┌─ Task inputs

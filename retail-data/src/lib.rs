//! File loaders for the retail workspace.
//!
//! Catalogs, saved carts and purchase order lines are CSV; store settings are
//! TOML. Every loader has a `*_from_str` form that does the parsing and a
//! `*_from_file` wrapper that reads the file first.

pub mod cart;
pub mod catalog;
pub mod error;
pub mod order_lines;
pub mod settings;

pub use cart::{load_cart_from_file, load_cart_from_str};
pub use catalog::{load_catalog_from_file, load_catalog_from_str};
pub use error::{CsvLoadError, SettingsError};
pub use order_lines::{load_order_lines_from_file, load_order_lines_from_str};
pub use settings::{load_settings, load_settings_from_file, load_settings_from_str};

/// Opens a strict CSV reader: headers required, values trimmed, every row
/// the same width as the header.
pub(crate) fn csv_reader(input: &str) -> csv::Reader<&[u8]> {
    csv::ReaderBuilder::new()
        .has_headers(true)
        .trim(csv::Trim::All)
        .flexible(false)
        .from_reader(input.as_bytes())
}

└─

▶ **To do**
Set down, exactly and without anything extra, every line from the one that contains "pub(crate) fn csv_reader(input: &str)" through the final line of the material.

▶ **Answer below**
pub(crate) fn csv_reader(input: &str) -> csv::Reader<&[u8]> {
    csv::ReaderBuilder::new()
        .has_headers(true)
        .trim(csv::Trim::All)
        .flexible(false)
        .from_reader(input.as_bytes())
}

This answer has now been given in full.